Some say it's only a matter of time before people "smell the money" of reproductive outsourcing.

Published March 10, 2008 10:20PM (EDT)

Here comes yet another article about India's booming "womb rental" business that will have you attempting to calculate the moral equivalent of the E8 root system (i.e. one of the tougher math problems known to man). Of course, this is a familiar problem for Broadsheet readers -- but the article by Amelia Gentleman introduces still more vivid variables.

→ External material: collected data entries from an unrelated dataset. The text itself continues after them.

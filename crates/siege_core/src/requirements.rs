//! Prerequisite-ownership rules that gate production.

use std::collections::HashMap;

use serde::{Deserialize, Serialize};

use crate::catalog::AssetId;
use crate::inventory::Inventory;
use crate::realm::OwnerId;

/// Answers whether an owner may start producing an asset.
///
/// `holdings` is the owner's inventory including ready-but-unsettled
/// production, so implementations never need to look at queues.
pub trait RequirementGraph {
    /// Check the asset's prerequisites against the owner's holdings.
    fn is_satisfied(&self, owner: OwnerId, asset: AssetId, holdings: &Inventory) -> bool;
}

/// One prerequisite: at least `quantity` units across any of the listed
/// assets. Listing a whole upgrade chain lets upgraded buildings keep
/// satisfying the rule.
#[derive(Debug, Clone, PartialEq, Eq, Serialize, Deserialize)]
pub struct Prerequisite {
    /// Assets that count towards the rule.
    pub any_of: Vec<AssetId>,
    /// Minimum combined quantity.
    pub quantity: u32,
}

impl Prerequisite {
    /// Require at least one unit of a single asset.
    #[must_use]
    pub fn owns(asset: AssetId) -> Self {
        Self {
            any_of: vec![asset],
            quantity: 1,
        }
    }

    /// Require a combined quantity across several assets.
    #[must_use]
    pub fn any_of(assets: Vec<AssetId>, quantity: u32) -> Self {
        Self {
            any_of: assets,
            quantity,
        }
    }

    fn is_met(&self, holdings: &Inventory) -> bool {
        let held: u64 = self
            .any_of
            .iter()
            .map(|asset| u64::from(holdings.quantity(*asset)))
            .sum();
        held >= u64::from(self.quantity)
    }
}

/// Static prerequisite table. Assets without an entry are always allowed.
#[derive(Debug, Clone, Default, Serialize, Deserialize)]
pub struct PrerequisiteGraph {
    rules: HashMap<AssetId, Vec<Prerequisite>>,
}

impl PrerequisiteGraph {
    /// Create an empty graph.
    #[must_use]
    pub fn new() -> Self {
        Self::default()
    }

    /// Add a prerequisite to an asset.
    pub fn require(&mut self, asset: AssetId, prerequisite: Prerequisite) {
        self.rules.entry(asset).or_default().push(prerequisite);
    }

    /// Prerequisites of an asset.
    #[must_use]
    pub fn prerequisites(&self, asset: AssetId) -> &[Prerequisite] {
        self.rules.get(&asset).map_or(&[], Vec::as_slice)
    }
}

impl RequirementGraph for PrerequisiteGraph {
    fn is_satisfied(&self, _owner: OwnerId, asset: AssetId, holdings: &Inventory) -> bool {
        self.prerequisites(asset)
            .iter()
            .all(|prerequisite| prerequisite.is_met(holdings))
    }
}
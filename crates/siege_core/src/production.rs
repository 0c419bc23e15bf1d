//! Time-indexed production queues for construction and training.
//!
//! A queue never advances on its own. Every batch records the tick range it
//! occupies, and how much of it is finished is recomputed from the current
//! tick on each read:
//!
//! ```text
//! ready = min(quantity, floor((now - start) / unit_time))
//! ```
//!
//! [`ProductionQueue::settle`] only moves finished quantity out of the queue
//! so later reads are cheaper; skipping it never changes an answer.
//!
//! All calculations use integer math for deterministic simulation.

use std::collections::VecDeque;

use serde::{Deserialize, Serialize};

use crate::catalog::AssetId;
use crate::error::{GameError, Result};
use crate::Tick;

/// One queued order for `quantity` units of one asset.
///
/// `quantity` is the part not yet settled into inventory. Settling a prefix
/// shrinks it and moves `start` forward by the settled units' time, so `end`
/// never changes once scheduled except through cancellation re-chaining.
#[derive(Debug, Clone, PartialEq, Eq, Hash, Serialize, Deserialize)]
pub struct Batch {
    /// Asset being produced.
    pub asset: AssetId,
    /// Units not yet settled. Always greater than zero.
    pub quantity: u32,
    /// Ticks per unit.
    pub unit_time: Tick,
    /// Tick at which the first unsettled unit started.
    pub start: Tick,
    /// Tick at which the last unit finishes.
    pub end: Tick,
}

impl Batch {
    fn scheduled(asset: AssetId, quantity: u32, unit_time: Tick, start: Tick) -> Result<Self> {
        let end = unit_time
            .checked_mul(u64::from(quantity))
            .and_then(|duration| start.checked_add(duration))
            .ok_or(GameError::ArithmeticOverflow("batch end tick"))?;
        Ok(Self {
            asset,
            quantity,
            unit_time,
            start,
            end,
        })
    }

    /// Total ticks the batch occupies.
    #[must_use]
    pub const fn duration(&self) -> Tick {
        self.end - self.start
    }

    /// Whether every unit is finished at `now`.
    #[must_use]
    pub const fn is_complete(&self, now: Tick) -> bool {
        now >= self.end
    }

    /// Whether the batch is the one being worked on at `now`.
    #[must_use]
    pub const fn is_in_progress(&self, now: Tick) -> bool {
        self.start <= now && now < self.end
    }

    /// Units finished at `now` but not yet settled.
    #[must_use]
    pub fn ready_quantity(&self, now: Tick) -> u32 {
        if now >= self.end {
            return self.quantity;
        }
        if now <= self.start || self.unit_time == 0 {
            return 0;
        }
        let finished = (now - self.start) / self.unit_time;
        u32::try_from(finished).map_or(self.quantity, |n| n.min(self.quantity))
    }

    /// Sum over ready units of the ticks each has been ready since `since`.
    ///
    /// A unit finishing at `t` contributes `now - max(t, since)`. This is what
    /// a ready-but-unsettled producer has earned since the last payout.
    #[must_use]
    pub fn ready_unit_ticks(&self, now: Tick, since: Tick) -> u128 {
        let ready = u128::from(self.ready_quantity(now));
        if ready == 0 || now <= since {
            return 0;
        }
        let now_w = u128::from(now);
        let since_w = u128::from(since);
        let start = u128::from(self.start);
        if self.unit_time == 0 {
            return ready * now_w.saturating_sub(start.max(since_w));
        }
        let unit = u128::from(self.unit_time);
        // Units finished at or before `since` have been ready the whole window.
        let early = if since_w >= start {
            ((since_w - start) / unit).min(ready)
        } else {
            0
        };
        let late = ready - early;
        // Σ_{k=early+1..=ready} (now - start - k·unit)
        let k_sum = ready * (ready + 1) / 2 - early * (early + 1) / 2;
        early * (now_w - since_w) + late * (now_w - start) - unit * k_sum
    }
}

/// Result of settling a queue: units moved into inventory.
#[derive(Debug, Clone, Copy, PartialEq, Eq, Serialize, Deserialize)]
pub struct Promotion {
    /// Asset promoted.
    pub asset: AssetId,
    /// Units promoted.
    pub quantity: u32,
}

/// Result of cancelling a batch.
#[derive(Debug, Clone, PartialEq, Eq, Serialize, Deserialize)]
pub struct CancelOutcome {
    /// The removed batch as it was before cancellation.
    pub batch: Batch,
    /// Units that were already finished and must go to inventory.
    pub produced: u32,
    /// Units that will never be produced.
    pub unproduced: u32,
    /// Ticks every later batch moved earlier.
    pub shift: Tick,
}

/// FIFO queue of batches for one owner and one category.
#[derive(Debug, Clone, PartialEq, Eq, Hash, Default, Serialize, Deserialize)]
pub struct ProductionQueue {
    batches: VecDeque<Batch>,
}

impl ProductionQueue {
    /// Create an empty queue.
    #[must_use]
    pub fn new() -> Self {
        Self {
            batches: VecDeque::new(),
        }
    }

    /// Check if the queue is empty.
    #[must_use]
    pub fn is_empty(&self) -> bool {
        self.batches.is_empty()
    }

    /// Number of batches in the queue.
    #[must_use]
    pub fn len(&self) -> usize {
        self.batches.len()
    }

    /// Batch at a queue index.
    #[must_use]
    pub fn get(&self, index: usize) -> Option<&Batch> {
        self.batches.get(index)
    }

    /// All batches in queue order.
    pub fn iter(&self) -> impl Iterator<Item = &Batch> {
        self.batches.iter()
    }

    /// Tick at which a batch appended at `now` would start.
    #[must_use]
    pub fn next_start(&self, now: Tick) -> Tick {
        self.batches.back().map_or(now, |last| last.end.max(now))
    }

    /// Append a batch behind everything already queued.
    ///
    /// Returns the new batch's queue index.
    pub fn append(
        &mut self,
        asset: AssetId,
        quantity: u32,
        unit_time: Tick,
        now: Tick,
    ) -> Result<usize> {
        if quantity == 0 {
            return Err(GameError::ZeroQuantity);
        }
        let batch = Batch::scheduled(asset, quantity, unit_time, self.next_start(now))?;
        self.batches.push_back(batch);
        Ok(self.batches.len() - 1)
    }

    /// Finished-but-unsettled units of an asset at `now`.
    #[must_use]
    pub fn ready_quantity(&self, asset: AssetId, now: Tick) -> u32 {
        self.batches
            .iter()
            .filter(|batch| batch.asset == asset)
            .fold(0u32, |acc, batch| acc.saturating_add(batch.ready_quantity(now)))
    }

    /// All units of an asset still in the queue, finished or not.
    #[must_use]
    pub fn unsettled_quantity(&self, asset: AssetId) -> u32 {
        self.batches
            .iter()
            .filter(|batch| batch.asset == asset)
            .fold(0u32, |acc, batch| acc.saturating_add(batch.quantity))
    }

    /// Total units in the queue across all assets.
    #[must_use]
    pub fn total_quantity(&self) -> u64 {
        self.batches.iter().map(|batch| u64::from(batch.quantity)).sum()
    }

    /// Remove the batch at `index`, which must hold `asset`.
    ///
    /// Later batches are re-chained so the queue stays gapless: if the
    /// removed batch was in progress the next one starts at `now`, otherwise
    /// everything behind it moves up by the removed batch's duration.
    pub fn cancel(&mut self, index: usize, asset: AssetId, now: Tick) -> Result<CancelOutcome> {
        let batch = self
            .batches
            .get(index)
            .filter(|batch| batch.asset == asset)
            .ok_or(GameError::BatchNotFound { asset, index })?;
        if batch.is_complete(now) {
            return Err(GameError::AlreadyCompleted { index });
        }

        let produced = batch.ready_quantity(now);
        let unproduced = batch.quantity - produced;
        let in_progress = batch.is_in_progress(now);
        let duration = batch.duration();

        let Some(batch) = self.batches.remove(index) else {
            return Err(GameError::BatchNotFound { asset, index });
        };

        let shift = if in_progress {
            self.batches
                .get(index)
                .map_or(0, |next| next.start.saturating_sub(now))
        } else {
            duration
        };
        for later in self.batches.iter_mut().skip(index) {
            later.start = later.start.saturating_sub(shift);
            later.end = later.end.saturating_sub(shift);
        }

        Ok(CancelOutcome {
            batch,
            produced,
            unproduced,
            shift,
        })
    }

    /// Move every finished unit out of the queue.
    ///
    /// Idempotent for a fixed `now`.
    pub fn settle(&mut self, now: Tick) -> Vec<Promotion> {
        let mut promotions = Vec::new();

        while self.batches.front().is_some_and(|batch| batch.is_complete(now)) {
            if let Some(done) = self.batches.pop_front() {
                promotions.push(Promotion {
                    asset: done.asset,
                    quantity: done.quantity,
                });
            }
        }

        if let Some(front) = self.batches.front_mut() {
            let ready = front.ready_quantity(now);
            if ready > 0 {
                front.quantity -= ready;
                front.start += front.unit_time * u64::from(ready);
                promotions.push(Promotion {
                    asset: front.asset,
                    quantity: ready,
                });
            }
        }

        promotions
    }
}
//! Resource kinds and amount bundles.

use std::fmt;

use serde::{Deserialize, Serialize};

/// The three resources an owner can hold.
#[derive(Debug, Clone, Copy, PartialEq, Eq, Hash, PartialOrd, Ord, Serialize, Deserialize)]
pub enum ResourceKind {
    /// Renewable, produced by mines.
    Gold,
    /// Renewable, produced by extractors.
    Crystal,
    /// Scarce resource, neither accrued nor capped by the core.
    Scarce,
}

impl fmt::Display for ResourceKind {
    fn fmt(&self, f: &mut fmt::Formatter<'_>) -> fmt::Result {
        match self {
            Self::Gold => write!(f, "gold"),
            Self::Crystal => write!(f, "crystal"),
            Self::Scarce => write!(f, "scarce"),
        }
    }
}

/// An amount of each renewable resource.
///
/// Used for capacity, production rate and per-asset contributions.
#[derive(Debug, Clone, Copy, PartialEq, Eq, Hash, Default, Serialize, Deserialize)]
pub struct ResourcePair {
    /// Gold amount.
    #[serde(default)]
    pub gold: u64,
    /// Crystal amount.
    #[serde(default)]
    pub crystal: u64,
}

impl ResourcePair {
    /// Zero of both.
    pub const ZERO: Self = Self {
        gold: 0,
        crystal: 0,
    };

    /// Create a new pair.
    #[must_use]
    pub const fn new(gold: u64, crystal: u64) -> Self {
        Self { gold, crystal }
    }

    /// Amount for a renewable kind; scarce has no entry and yields `None`.
    #[must_use]
    pub const fn get(&self, kind: ResourceKind) -> Option<u64> {
        match kind {
            ResourceKind::Gold => Some(self.gold),
            ResourceKind::Crystal => Some(self.crystal),
            ResourceKind::Scarce => None,
        }
    }

    /// Add `count` copies of `other`, saturating.
    #[must_use]
    pub fn saturating_add_scaled(self, other: Self, count: u64) -> Self {
        Self {
            gold: self.gold.saturating_add(other.gold.saturating_mul(count)),
            crystal: self
                .crystal
                .saturating_add(other.crystal.saturating_mul(count)),
        }
    }

    /// Check whether both amounts are zero.
    #[must_use]
    pub const fn is_zero(&self) -> bool {
        self.gold == 0 && self.crystal == 0
    }
}

/// Balances of all three resources.
#[derive(Debug, Clone, Copy, PartialEq, Eq, Hash, Default, Serialize, Deserialize)]
pub struct Balances {
    /// Gold balance.
    #[serde(default)]
    pub gold: u64,
    /// Crystal balance.
    #[serde(default)]
    pub crystal: u64,
    /// Scarce balance.
    #[serde(default)]
    pub scarce: u64,
}

impl Balances {
    /// Create balances.
    #[must_use]
    pub const fn new(gold: u64, crystal: u64, scarce: u64) -> Self {
        Self {
            gold,
            crystal,
            scarce,
        }
    }

    /// Balance of one kind.
    #[must_use]
    pub const fn get(&self, kind: ResourceKind) -> u64 {
        match kind {
            ResourceKind::Gold => self.gold,
            ResourceKind::Crystal => self.crystal,
            ResourceKind::Scarce => self.scarce,
        }
    }

    /// Mutable balance of one kind.
    pub fn get_mut(&mut self, kind: ResourceKind) -> &mut u64 {
        match kind {
            ResourceKind::Gold => &mut self.gold,
            ResourceKind::Crystal => &mut self.crystal,
            ResourceKind::Scarce => &mut self.scarce,
        }
    }

    /// The renewable part as a pair.
    #[must_use]
    pub const fn renewable(&self) -> ResourcePair {
        ResourcePair::new(self.gold, self.crystal)
    }
}

#[cfg(test)]
mod tests {
    use super::*;

    #[test]
    fn test_pair_scaling_saturates() {
        let base = ResourcePair::new(10, 20);
        let step = ResourcePair::new(5, 1);
        assert_eq!(
            base.saturating_add_scaled(step, 3),
            ResourcePair::new(25, 23)
        );
        assert_eq!(
            ResourcePair::new(u64::MAX, 0).saturating_add_scaled(step, 2).gold,
            u64::MAX
        );
    }

    #[test]
    fn test_balances_by_kind() {
        let mut balances = Balances::new(1, 2, 3);
        *balances.get_mut(ResourceKind::Crystal) += 5;
        assert_eq!(balances.get(ResourceKind::Crystal), 7);
        assert_eq!(balances.get(ResourceKind::Scarce), 3);
        assert_eq!(balances.renewable(), ResourcePair::new(1, 7));
        assert_eq!(ResourcePair::new(4, 5).get(ResourceKind::Scarce), None);
    }

    #[test]
    fn test_kind_display() {
        assert_eq!(ResourceKind::Gold.to_string(), "gold");
        assert_eq!(ResourceKind::Crystal.to_string(), "crystal");
    }
}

Yonatan Gher and his partner, who live in Israel, would like to raise a child together -- but it's illegal for same-sex couples to hire surrogate mothers in the country. Just as an increasing number of Western couples are doing, the men turned to India's reproductive outsourcing industry. They picked out an egg donor online (they chose a housewife in Mumbai over a factory worker, figuring that her lifestyle was less stressful), had her egg fertilized by one of the men's sperm and will have the embryo implanted in another woman's womb (so as to avoid the surrogate's developing an attachment to a biological baby). "People can believe me when I say that if I could bear the baby myself I would," says Gher. "But this is a mutually beneficial answer. The surrogate gets a fair amount of money for being part of the process."

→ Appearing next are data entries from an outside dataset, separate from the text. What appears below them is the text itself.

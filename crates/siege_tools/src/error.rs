//! Error type for tool operations.

use thiserror::Error;

use siege_core::error::GameError;

/// Error type for tool operations.
#[derive(Error, Debug)]
pub enum ToolError {
    /// File not found.
    #[error("File not found: {0}")]
    FileNotFound(String),
    /// Failed to read file.
    #[error("Failed to read file: {0}")]
    ReadError(#[from] std::io::Error),
    /// Failed to parse RON.
    #[error("Failed to parse scenario: {0}")]
    ParseError(#[from] ron::error::SpannedError),
    /// Core rejected the data.
    #[error(transparent)]
    Game(#[from] GameError),
    /// Failed to encode a report.
    #[error("Failed to encode report: {0}")]
    Json(#[from] serde_json::Error),
}

/// Result type alias using [`ToolError`].
pub type Result<T> = std::result::Result<T, ToolError>;

pub(crate) fn read_file(path: &std::path::Path) -> Result<String> {
    if !path.exists() {
        return Err(ToolError::FileNotFound(path.display().to_string()));
    }
    Ok(std::fs::read_to_string(path)?)
}
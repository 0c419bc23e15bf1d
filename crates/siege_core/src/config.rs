//! Realm tunables.
//!
//! Loaded from RON; every field has a default so a config file only needs
//! to list what it changes.
//!
//! ```ron
//! RealmConfig(
//!     refund_percent: 60,
//!     cooldown_period: 300,
//!     base_capacity: (gold: 800, crystal: 800),
//! )
//! ```

use serde::{Deserialize, Serialize};

use crate::combat::BattleModifiers;
use crate::error::{GameError, Result};
use crate::matchmaking::MatchRules;
use crate::resources::ResourcePair;
use crate::Tick;

/// All configurable percentages and periods of a realm.
#[derive(Debug, Clone, Copy, PartialEq, Eq, Serialize, Deserialize)]
#[serde(default)]
pub struct RealmConfig {
    /// Share of price refunded for unproduced units on cancel (0-100).
    pub refund_percent: u64,
    /// Share of the defender's balance an unhurt attacker steals (0-100).
    pub attacker_reward_modifier: u64,
    /// Share of casualty value salvaged by the defender (0-100).
    pub defender_reward_modifier: u64,
    /// Ticks between two attacks by the same owner.
    pub cooldown_period: Tick,
    /// Lower points bound as a percentage of the attacker's points.
    pub lower_threshold: u64,
    /// Upper points bound as a percentage of the attacker's points.
    pub upper_threshold: u64,
    /// Ticks a revenge flag stays usable.
    pub revenge_time_threshold: Tick,
    /// Storage every village has before buildings.
    pub base_capacity: ResourcePair,
    /// Income every village has before buildings.
    pub base_rate: ResourcePair,
}

impl Default for RealmConfig {
    fn default() -> Self {
        Self {
            refund_percent: 60,
            attacker_reward_modifier: 50,
            defender_reward_modifier: 10,
            cooldown_period: 100,
            lower_threshold: 50,
            upper_threshold: 200,
            revenge_time_threshold: 1_000,
            base_capacity: ResourcePair::new(1_000, 1_000),
            base_rate: ResourcePair::new(1, 1),
        }
    }
}

impl RealmConfig {
    /// Parse a config from RON.
    pub fn from_ron_str(source: &str) -> Result<Self> {
        let config: Self = ron::from_str(source).map_err(|e| GameError::DataParseError {
            path: "<config>".to_string(),
            message: e.to_string(),
        })?;
        config.validate()?;
        Ok(config)
    }

    /// Check that percentages and thresholds make sense.
    pub fn validate(&self) -> Result<()> {
        for (name, value) in [
            ("refund_percent", self.refund_percent),
            ("attacker_reward_modifier", self.attacker_reward_modifier),
            ("defender_reward_modifier", self.defender_reward_modifier),
        ] {
            if value > 100 {
                return Err(GameError::InvalidConfig(format!(
                    "{name} must be at most 100, got {value}"
                )));
            }
        }
        if self.lower_threshold > self.upper_threshold {
            return Err(GameError::InvalidConfig(format!(
                "lower_threshold {} exceeds upper_threshold {}",
                self.lower_threshold, self.upper_threshold
            )));
        }
        Ok(())
    }

    /// Matchmaking subset.
    #[must_use]
    pub const fn match_rules(&self) -> MatchRules {
        MatchRules {
            cooldown_period: self.cooldown_period,
            lower_threshold: self.lower_threshold,
            upper_threshold: self.upper_threshold,
            revenge_time_threshold: self.revenge_time_threshold,
        }
    }

    /// Combat subset.
    #[must_use]
    pub const fn battle_modifiers(&self) -> BattleModifiers {
        BattleModifiers {
            attacker_reward_modifier: self.attacker_reward_modifier,
            defender_reward_modifier: self.defender_reward_modifier,
        }
    }
}

#[cfg(test)]
mod tests {
    use super::*;

    #[test]
    fn test_default_is_valid() {
        assert!(RealmConfig::default().validate().is_ok());
    }

    #[test]
    fn test_partial_ron_uses_defaults() {
        let config = RealmConfig::from_ron_str(
            "(refund_percent: 75, base_capacity: (gold: 500, crystal: 200))",
        )
        .unwrap();
        assert_eq!(config.refund_percent, 75);
        assert_eq!(config.base_capacity, ResourcePair::new(500, 200));
        assert_eq!(config.cooldown_period, RealmConfig::default().cooldown_period);
    }

    #[test]
    fn test_invalid_values_rejected() {
        let config = RealmConfig {
            refund_percent: 120,
            ..RealmConfig::default()
        };
        assert!(matches!(config.validate(), Err(GameError::InvalidConfig(_))));

        let config = RealmConfig {
            lower_threshold: 300,
            ..RealmConfig::default()
        };
        assert!(matches!(config.validate(), Err(GameError::InvalidConfig(_))));

        assert!(matches!(
            RealmConfig::from_ron_str("(refund_percent: \"lots\")"),
            Err(GameError::DataParseError { .. })
        ));
    }
}
//! The realm: every owner's queues, inventory and ledger under one clock.
//!
//! # Atomicity
//!
//! Every mutating operation first validates against a refreshed *copy* of the
//! owner's state (payout applied, ready quantities counted) and only writes
//! back once nothing can fail. A returned error therefore always leaves the
//! realm untouched.
//!
//! # Example
//!
//! ```
//! use siege_core::catalog::{AssetId, AssetRegistry, AssetSpec};
//! use siege_core::config::RealmConfig;
//! use siege_core::points::PointsTable;
//! use siege_core::realm::{OwnerId, Realm};
//! use siege_core::requirements::PrerequisiteGraph;
//! use siege_core::resources::{Balances, ResourceKind};
//!
//! let mut catalog = AssetRegistry::new();
//! catalog.register(AssetSpec::building(AssetId(1), "Farm", 50, ResourceKind::Gold, 10));
//!
//! let mut realm = Realm::new(
//!     catalog,
//!     PrerequisiteGraph::new(),
//!     PointsTable::new(),
//!     RealmConfig::default(),
//! )
//! .unwrap();
//! realm.register_owner(OwnerId(1), Balances::new(500, 0, 0)).unwrap();
//!
//! let receipt = realm.enqueue(OwnerId(1), AssetId(1), 3).unwrap();
//! assert_eq!((receipt.start, receipt.end), (0, 30));
//!
//! realm.advance_to(25).unwrap();
//! assert_eq!(realm.get_ready_quantity(OwnerId(1), AssetId(1)).unwrap(), 2);
//! ```

use std::collections::hash_map::DefaultHasher;
use std::collections::BTreeMap;
use std::fmt;
use std::hash::{Hash, Hasher};

use serde::{Deserialize, Serialize};

use crate::catalog::{AssetCatalog, AssetCategory, AssetId, AssetRegistry, AssetSpec};
use crate::config::RealmConfig;
use crate::error::{GameError, Result};
use crate::inventory::Inventory;
use crate::ledger::{Payout, QueueBonus, ResourceAccount};
use crate::matchmaking::MatchState;
use crate::points::{PointsLedger, PointsTable};
use crate::production::{ProductionQueue, Promotion};
use crate::requirements::{PrerequisiteGraph, RequirementGraph};
use crate::resources::{Balances, ResourceKind, ResourcePair};
use crate::Tick;

/// Opaque owner identifier. Id 0 is the null sentinel.
#[derive(Debug, Clone, Copy, PartialEq, Eq, Hash, PartialOrd, Ord, Serialize, Deserialize)]
pub struct OwnerId(pub u64);

impl OwnerId {
    /// Whether this is the reserved null id.
    #[must_use]
    pub const fn is_null(self) -> bool {
        self.0 == 0
    }
}

impl fmt::Display for OwnerId {
    fn fmt(&self, f: &mut fmt::Formatter<'_>) -> fmt::Result {
        write!(f, "{}", self.0)
    }
}

/// Everything one owner has.
#[derive(Debug, Clone, PartialEq, Eq, Hash, Serialize, Deserialize)]
pub struct OwnerState {
    /// Building queue.
    pub construction: ProductionQueue,
    /// Unit queue.
    pub training: ProductionQueue,
    /// Settled assets.
    pub inventory: Inventory,
    /// Balances and accrual bookkeeping.
    pub account: ResourceAccount,
}

impl OwnerState {
    fn new(account: ResourceAccount) -> Self {
        Self {
            construction: ProductionQueue::new(),
            training: ProductionQueue::new(),
            inventory: Inventory::new(),
            account,
        }
    }

    /// Queue that produces a category.
    #[must_use]
    pub const fn queue(&self, category: AssetCategory) -> &ProductionQueue {
        match category {
            AssetCategory::Building => &self.construction,
            AssetCategory::Unit => &self.training,
        }
    }

    fn queue_mut(&mut self, category: AssetCategory) -> &mut ProductionQueue {
        match category {
            AssetCategory::Building => &mut self.construction,
            AssetCategory::Unit => &mut self.training,
        }
    }

    fn all_batches(&self) -> impl Iterator<Item = &crate::production::Batch> {
        self.construction.iter().chain(self.training.iter())
    }
}

/// Result of a successful [`Realm::enqueue`].
#[derive(Debug, Clone, Copy, PartialEq, Eq, Serialize, Deserialize)]
pub struct EnqueueReceipt {
    /// Asset ordered.
    pub asset: AssetId,
    /// Queue the batch went into.
    pub category: AssetCategory,
    /// Queue index of the new batch.
    pub index: usize,
    /// Units ordered.
    pub quantity: u32,
    /// Scheduled start tick.
    pub start: Tick,
    /// Scheduled end tick.
    pub end: Tick,
    /// Amount debited.
    pub cost: u64,
    /// Resource debited.
    pub resource_kind: ResourceKind,
}

/// Result of a successful [`Realm::cancel`].
#[derive(Debug, Clone, Copy, PartialEq, Eq, Serialize, Deserialize)]
pub struct CancelReceipt {
    /// Asset of the cancelled batch.
    pub asset: AssetId,
    /// Finished units moved to inventory.
    pub promoted: u32,
    /// Units that will never be produced.
    pub refunded_quantity: u32,
    /// Refund owed for those units.
    pub refund: u64,
    /// Refund actually kept after the capacity clamp.
    pub refund_kept: u64,
    /// Ticks every later batch moved earlier.
    pub shift: Tick,
}

/// Snapshot format version.
pub const SNAPSHOT_VERSION: u32 = 1;

#[derive(Serialize, Deserialize)]
struct RealmSnapshot {
    version: u32,
    now: Tick,
    owners: BTreeMap<OwnerId, OwnerState>,
    matches: MatchState,
}

/// Owner arena, clock and external collaborators.
#[derive(Debug, Clone)]
pub struct Realm<C = AssetRegistry, R = PrerequisiteGraph, P = PointsTable> {
    pub(crate) catalog: C,
    pub(crate) requirements: R,
    pub(crate) points: P,
    pub(crate) config: RealmConfig,
    pub(crate) now: Tick,
    pub(crate) owners: BTreeMap<OwnerId, OwnerState>,
    pub(crate) matches: MatchState,
}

Just how much money, you might ask? Roughly $7,500, a quarter of the $30,000 charged by the clinic. (Clinics in the United States charge roughly three times that.) Given the overall price paid, that seems a small sum -- but, there's no denying that it is a life-changing amount for India's poor. A 32-year-old surrogate in New Delhi told the Times that she was able to by a house with the $13,600 she earned from her first surrogacy; she plans to become a surrogate once more so that she can pay for her 9-year-old son's education. "This is as much money as they could earn in maybe three years," says Kaushal Kadam of Mumbai's Rotunda, the Center for Human Reproduction. "I really don't think that this is exploiting the women. I feel it is two people who are helping out each other."

The familiar criticism leveled at India's reproductive outsourcing -- that it takes advantage of the country's desperately poor women -- is a concern held even by some within the industry. Rudy Rupak, co-founder and president of "medical tourism portal" PlanetHospital, says, "Inevitably, people are going to smell the money, and unscrupulous operators will get into the game." But even without unscrupulous operators, the radical class divide is disturbing. Gentleman offers one of the better illustrations of that disparity that I've seen: "On some contracts, the thumbprint of an illiterate surrogate stands out against the clients' signatures."